Tujuan diagnosa keperawatan memberikan kerangka kerja dlm intervensi keperawatan

direncanakan & dikerjakan. Intervensi keperawatan mau tergantung pada fokus diagnosa

keperawatan. Fokus pada integralitas mau diimplementasikan dgn lingkungan sama dgn pada

individu. Diharapkan perubahan pada suatu hal yg mau menyebabkan perubahan di sisi yg lain
secara simultan terpisah dari dunia penyakit. Di sana kasus tak bisa disetujui dgn efektif dlm arti

umumnya perubahan diterima, ukuran penyakit. Kreativitas & imaginasi menjadi sangat penting.

Resonansi menyatakan bahwa diagnosa keperawatan ditujukan buat mendukung /

memodifikasi variasi proses kehidupan sebagai manusia yg utuh. Karena proses kehidupan

manusia mewujudkan/adalah suatu fenomense.

Rencana keperawatan pada bagian helicy membutuhkan penerimaan individu terhadap

perubahan yg terjadi strategi buat menaikkan & memodifikasi irama & tujuan hidup. Buat 1tu

dibutuhkan informasi & partisipasi aktif klien pada proses keperawatan. konsep yg menyebutkan

manusia ialah unik & bisa dikenali karena kemampuannya dlm merasakan, memberi kesempatan

perawat buat membantu memecahkan kasus kesehatannya & menata agar tujuannya bisa

mencapai kesehatan.

a. Teori yg berkaitan dgn konsep menciptakan perbedaan cara pandang pada suatu fenomena.

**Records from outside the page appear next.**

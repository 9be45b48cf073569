/*!
 * Tests for application configuration functionality
 */

use std::time::Duration;

use pausewise::analysis::AnalysisSettings;
use pausewise::app_config::{Config, LlmProvider, LogLevel};

use crate::common;

/// Test default configuration values
#[test]
fn test_defaultConfig_withNoParameters_shouldHaveCorrectDefaults() {
    let config = Config::default();

    assert_eq!(config.generation.provider, LlmProvider::Ollama);
    assert_eq!(config.generation.get_model(), "llama3.2:3b");
    assert_eq!(config.generation.common.temperature, 0.0);
    assert!(config.analysis.enable_llm);
    assert_eq!(config.analysis.llm_timeout(), Duration::from_secs(20));
    assert_eq!(config.analysis.pace.target_min_wpm, 120.0);
    assert_eq!(config.analysis.pace.target_max_wpm, 150.0);
    assert_eq!(config.analysis.pause.strategic_max_secs, 2.5);
    assert_eq!(config.log_level, LogLevel::Info);
    assert!(config.validate().is_ok());
}

/// Test configuration validation
#[test]
fn test_configValidation_withVariousConfigs_shouldValidateCorrectly() {
    let mut config = Config::default();

    // OpenAI needs a key while the LLM is enabled
    config.generation.provider = LlmProvider::OpenAI;
    assert!(config.validate().is_err());
    config.analysis.enable_llm = false;
    assert!(config.validate().is_ok());
    config.analysis.enable_llm = true;
    config.generation.active_provider_config_mut().api_key = "sk-test".to_string();
    assert!(config.validate().is_ok());

    config.analysis.llm_timeout_secs = 0;
    assert!(config.validate().is_err());
    config.analysis.llm_timeout_secs = 20;

    config.analysis.pace.too_slow_below_wpm = 200.0;
    assert!(config.validate().is_err());
    config.analysis.pace.too_slow_below_wpm = 105.0;

    config.analysis.pause.strategic_min_secs = 3.0;
    assert!(config.validate().is_err());
    config.analysis.pause.strategic_min_secs = 0.15;

    config.analysis.pause.quartile_min_pauses = 1;
    assert!(config.validate().is_err());
    config.analysis.pause.quartile_min_pauses = 2;
    assert!(config.validate().is_ok());
}

/// Test that a missing config file is created with defaults and reloads identically
#[test]
fn test_loadOrCreate_withMissingFile_shouldWriteDefaults() -> anyhow::Result<()> {
    let dir = common::create_temp_dir()?;
    let path = dir.path().join("conf.json");

    let created = Config::load_or_create(&path)?;
    assert!(path.exists());

    let reloaded = Config::load_or_create(&path)?;
    assert_eq!(
        serde_json::to_value(&created)?,
        serde_json::to_value(&reloaded)?
    );
    Ok(())
}

/// Test that partial files fall back to defaults for missing sections
#[test]
fn test_loadOrCreate_withPartialFile_shouldFillDefaults() -> anyhow::Result<()> {
    let dir = common::create_temp_dir()?;
    let path = common::create_test_file(
        dir.path(),
        "conf.json",
        r#"{"generation": {"provider": "anthropic"}, "analysis": {"llm_timeout_secs": 5, "pause": {"strategic_min_secs": 0.2}}}"#,
    )?;

    let config = Config::load_or_create(&path)?;
    assert_eq!(config.generation.provider, LlmProvider::Anthropic);
    assert_eq!(config.analysis.llm_timeout_secs, 5);
    assert_eq!(config.analysis.pause.strategic_min_secs, 0.2);
    assert_eq!(config.analysis.pause.strategic_max_secs, 2.5);
    assert!(config.analysis.enable_llm);

    let settings = AnalysisSettings::from_config(&config);
    assert_eq!(settings.llm_timeout, Duration::from_secs(5));
    assert_eq!(settings.pause.strategic_min_secs, 0.2);
    Ok(())
}

/// Test that an unreadable config is reported
#[test]
fn test_loadOrCreate_withInvalidJson_shouldFail() -> anyhow::Result<()> {
    let dir = common::create_temp_dir()?;
    let path = common::create_test_file(dir.path(), "conf.json", "{ not json")?;
    assert!(Config::load_or_create(&path).is_err());
    Ok(())
}

/// Test provider name parsing
#[test]
fn test_llmProvider_fromStr_shouldAcceptLowercaseNames() {
    assert_eq!("OpenAI".parse::<LlmProvider>().unwrap(), LlmProvider::OpenAI);
    assert_eq!("lmstudio".parse::<LlmProvider>().unwrap(), LlmProvider::LMStudio);
    assert!("gemini".parse::<LlmProvider>().is_err());
}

Kerangka kerja Martha E Roger mau memberikan alternatif dlm memandang manusia & dunia.

Teori yg menyatakan keperawatan memanfaatkan prinsip hemodinamika dlm memberikan

pelayanan kebutuhan manusia / cara memandang keperawatan dari satu sisi. Misalnya ialah

prinsip helicy yg menekankan pada pola kebiasaan & ritual.

b. Teori wajib masuk akal, Mengetahui pertumbuhan yg masuk akal mewujudkan/adalah hal

penting pertumbuhan yg logis menyebabkan mengenai asumsi pada prinsip hemodinamika.

c. Teori wajib sederhana & bisa disosialisasikan. Teori bisa disosialisasikan sejak tak tergantung

pada beberapa keadann. 1tu dinyatakan karena Martha E Roger konsepsi manusia sangatlah

sederhana. Walaupun memberikan kaitan dlm pemahaman. Ditambahkan teori ini dilandaskan

pada penggunaan sistem terbuka yg sangat kompleks.

d. Teori didasarkan pada hipotesa & bisa diuji.


e. Teori memberi & membantu peningkatan batang keilmuan dlm disiplin ilmu lewat penelitian

sehingga teori tersebut sah.

f. Teori bisa diberdayakan sebagai pedoman & peningkatan dlm praktek.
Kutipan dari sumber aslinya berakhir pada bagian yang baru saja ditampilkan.